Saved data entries
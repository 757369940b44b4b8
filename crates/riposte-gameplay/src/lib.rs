//! # Riposte Gameplay
//!
//! Engine-agnostic combat simulation for a third-person action character.
//!
//! This crate provides the per-character state machines and the interfaces
//! a host engine implements to drive them:
//! - Melee combo timing with guarded damage dispatch
//! - Lock-on target selection, cycling, and revalidation
//! - Health, invincibility frames, and charge-based healing
//! - Camera-relative walking and dash/dodge
//! - Chase-and-strike enemy AI
//! - Camera framing for locked and free modes
//! - Deferred effects, configuration loading, and an event bus

#![warn(missing_docs)]
#![warn(clippy::all)]
#![deny(clippy::unwrap_used)]

pub mod camera;
pub mod character;
pub mod collaborators;
pub mod combat;
pub mod config;
pub mod deferred;
pub mod enemy;
pub mod events;
pub mod health;
pub mod movement;
pub mod targeting;

/// Prelude for convenient imports
pub mod prelude {
    pub use crate::camera::*;
    pub use crate::character::*;
    pub use crate::collaborators::*;
    pub use crate::combat::*;
    pub use crate::config::{
        CameraConfig, CharacterConfig, CombatConfig, EnemyConfig, HealthConfig, LockOnConfig,
        MovementConfig, Validate,
    };
    pub use crate::deferred::*;
    pub use crate::enemy::*;
    pub use crate::events::*;
    pub use crate::health::*;
    pub use crate::movement::*;
    pub use crate::targeting::*;
}

pub use prelude::*;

What you need to do » The entries above must be repeated word for word.

Expected answer »
repository 757369940b44b4b8
filename crates/riposte-gameplay/src/lib.rs
//! # Riposte Gameplay
//!
//! Engine-agnostic combat simulation for a third-person action character.
//!
//! This crate provides the per-character state machines and the interfaces
//! a host engine implements to drive them:
//! - Melee combo timing with guarded damage dispatch
//! - Lock-on target selection, cycling, and revalidation
//! - Health, invincibility frames, and charge-based healing
//! - Camera-relative walking and dash/dodge
//! - Chase-and-strike enemy AI
//! - Camera framing for locked and free modes
//! - Deferred effects, configuration loading, and an event bus

#![warn(missing_docs)]
#![warn(clippy::all)]
#![deny(clippy::unwrap_used)]

pub mod camera;
pub mod character;
pub mod collaborators;
pub mod combat;
pub mod config;
pub mod deferred;
pub mod enemy;
pub mod events;
pub mod health;
pub mod movement;
pub mod targeting;

/// Prelude for convenient imports
pub mod prelude {
    pub use crate::camera::*;
    pub use crate::character::*;
    pub use crate::collaborators::*;
    pub use crate::combat::*;
    pub use crate::config::{
        CameraConfig, CharacterConfig, CombatConfig, EnemyConfig, HealthConfig, LockOnConfig,
        MovementConfig, Validate,
    };
    pub use crate::deferred::*;
    pub use crate::enemy::*;
    pub use crate::events::*;
    pub use crate::health::*;
    pub use crate::movement::*;
    pub use crate::targeting::*;
}

pub use prelude::*;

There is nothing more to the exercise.